DI 78: Stadt Baden-Baden und Landkreis Rastatt (2009)
Nr. 530†? Baden-Baden, Gernsbacher Str. 76 1649–1660
Beschreibung
Doppelbecher. Ehemals in der Benediktinerabtei Schwarzach. Durch unbekannte Umstände in den Besitz von Frl. Schoen in Baden-Baden, Gernsbacher Str. 76, gelangt, wo ihn Wilhelm Smets um 1967 letztmalig gesehen hat.1 Gegenwärtiger Standort unbekannt. Silber, vergoldet. Nach Smets’ Beschreibung hat der Doppelbecher die Form eines Weinfäßchens. „In die Außenböden der beiden Becher sind sehr kunstvoll eingraviert Abtshut, Abtsstab und Stola, in den Boden des Deckelbechers noch das Wappen der Abtei Schwarzach und das Privatwappen des Abtes Placidus Rauber (…).“ Als Wappenbeischrift sind die Namensinitialen angegeben. „Der Deckel des Bodenbechers enthält dafür zweimal eine Gestalt, die ein Weinlägel emporhebt.“ Nach einem 1968 erstellten Gutachten von F. J. Himly, Strasbourg, gehörten die Becherhälften offenbar verschiedenen Jahrhunderten an.
Inschrift nach Stadtgesch. Inst. Bühl o. Sig., Smets, Geschichte.
P(lacidus) . A(bbas) . S(chwarzacensis)a) .
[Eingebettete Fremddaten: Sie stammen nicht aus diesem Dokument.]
// Copyright (c) 2026 ALAS Technology. MIT License.
// See LICENSE for details.

//! # Storage Module
//!
//! Blocks, the rules they must satisfy, and the ledger that chains them.
//!
//! ## Architecture
//!
//! ```text
//! block.rs     - Header, Block, genesis, header/data hashes, block signing
//! validator.rs - Validator trait and the ordered BlockValidator checks
//! chain.rs     - Ledger: in-memory header chain gated by the validator
//! db.rs        - BlockStore sink: MemoryStore, SledStore
//! ```
//!
//! ## Data Flow
//!
//! ```text
//! Block ─→ Validator ─→ Ledger.headers
//!                         │
//!                         └─→ BlockStore.put(block)
//! ```
//!
//! Only the header survives in memory. The body goes to the store and is
//! read back solely to serve catch-up sync to other peers.

pub mod block;
pub mod chain;
pub mod db;
pub mod validator;

pub use block::{data_hash, Block, ForgedBlockHash, Header};
pub use chain::{Ledger, LedgerError};
pub use db::{BlockStore, MemoryStore, SledStore, StorageError};
pub use validator::{BlockValidator, ChainView, ValidationError, Validator};
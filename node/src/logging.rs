// Copyright (c) 2026 ALAS Technology. MIT License.
// See LICENSE for details.

//! # Structured Logging
//!
//! Initializes the `tracing` subscriber with a pretty or JSON formatter and
//! `RUST_LOG`-based filtering.
//!
//! All log output is written to stderr so that stdout stays clean for
//! `keygen` and `version` output.

use clap::ValueEnum;
use tracing_subscriber::{fmt, layer::SubscriberExt, util::SubscriberInitExt, EnvFilter};

/// Filter used when `RUST_LOG` is not set.
pub const DEFAULT_DIRECTIVES: &str = "minichain_node=info,minichain_protocol=info,tower_http=info";

/// Log output format.
#[derive(Debug, Clone, Copy, PartialEq, Eq, ValueEnum)]
pub enum LogFormat {
    /// Human-readable, colored output. Suitable for local development.
    Pretty,
    /// Machine-parseable JSON lines. Suitable for log aggregation.
    Json,
}

/// Initialize the global tracing subscriber.
///
/// Call this exactly once, early in `main()`.
///
/// The `RUST_LOG` environment variable overrides `default_directives` when
/// set, e.g.:
///
/// ```text
/// RUST_LOG=minichain_protocol=debug,minichain_node=info
/// ```
pub fn init_logging(default_directives: &str, format: LogFormat) {
    let env_filter =
        EnvFilter::try_from_default_env().unwrap_or_else(|_| EnvFilter::new(default_directives));

    match format {
        LogFormat::Pretty => {
            tracing_subscriber::registry()
                .with(env_filter)
                .with(fmt::layer().with_writer(std::io::stderr).with_target(true))
                .init();
        }
        LogFormat::Json => {
            tracing_subscriber::registry()
                .with(env_filter)
                .with(fmt::layer().json().with_writer(std::io::stderr).with_target(true))
                .init();
        }
    }

    tracing::debug!(?format, "logging initialized");
}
Abtei Schwarzach2, Rauber3. |
Textkritischer Apparat
- Auflösung nach Schreibung in nr. 483.
Anmerkungen
- Vgl. wie auch zu sämtlichen folgenden Angaben Stadtgesch. Inst. Bühl o. Sig., Smets, Geschichte 221.
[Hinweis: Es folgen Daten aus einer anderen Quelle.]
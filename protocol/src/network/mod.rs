// Copyright (c) 2026 ALAS Technology. MIT License.
// See LICENSE for details.

//! # Network Module
//!
//! Everything between the ledger and the wire: the pending-transaction pool,
//! the message envelope, transports, catch-up sync, block production and the
//! server loop that ties them together.
//!
//! ## Architecture
//!
//! ```text
//! mempool.rs    - Pending transactions, drained whole into the next block
//! message.rs    - Envelope {kind, body} and the closed Message enum
//! transport/    - Transport trait, in-process and TCP implementations
//! sync.rs       - Per-peer status / get-blocks state machine
//! producer.rs   - Validator block production on a fixed interval
//! server.rs     - Dispatcher, handlers, NodeHandle
//! ```
//!
//! ## Design Decisions
//!
//! - All ledger and mempool mutation happens under one `parking_lot::Mutex`
//!   held by the dispatcher or the producer, never across an `.await`.
//! - Decoded messages are a closed enum dispatched by one exhaustive `match`.
//! - Transports are trait objects so the same server runs over TCP in the
//!   binary and over in-process channels in the tests.

pub mod mempool;
pub mod message;
pub mod producer;
pub mod server;
pub mod sync;
pub mod transport;

pub use mempool::Mempool;
pub use message::{Envelope, Message, MessageKind, ProtocolError, StatusMessage};
pub use producer::{BlockProducer, ProductionError};
pub use server::{BlockOutcome, ChainState, NodeHandle, Server, ServerConfig, ServerError, SharedChain};
pub use sync::{apply_sync_blocks, SyncAction, SyncOutcome, SyncState, SyncTable};
pub use transport::{
    LocalNetwork, LocalTransport, NetAddr, PeerEvent, Rpc, TcpTransport, Transport, TransportError,
};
- Vgl. zum Wappen der Abtei Schwarzach Benediktinerklöster 587 (Schwert und Schlüssel schräggekreuzt).
- Vgl. ebd.: „(…) über Wolken eine Mondsichel mit drei Sternen und schließlich noch ein Raubvogel und die Buchstaben P. A. S. Der Raubvogel, der als solcher dadurch kenntlich ist, daß er in seinem Schnabel einen kleineren Vogel davonträgt, ist eine Anspielung auf den Namen Rauber (…).“
- Vgl. wie auch zu den folgenden Angaben Gartner, Kloster Schwarzach 326–328.
- Siehe hierzu auch Reinfried, Geschichte Schwarzach (1889) 211f.
- Vgl. Friedrich von Weech, Haushaltsordnung des Benedictinerklosters Schwarzach am Rhein von 1654, in: Anzeiger für die Kunde der deutschen Vorzeit 25 (1878) nr. 11 Sp. 355–360, nr. 12 Sp. 384–389.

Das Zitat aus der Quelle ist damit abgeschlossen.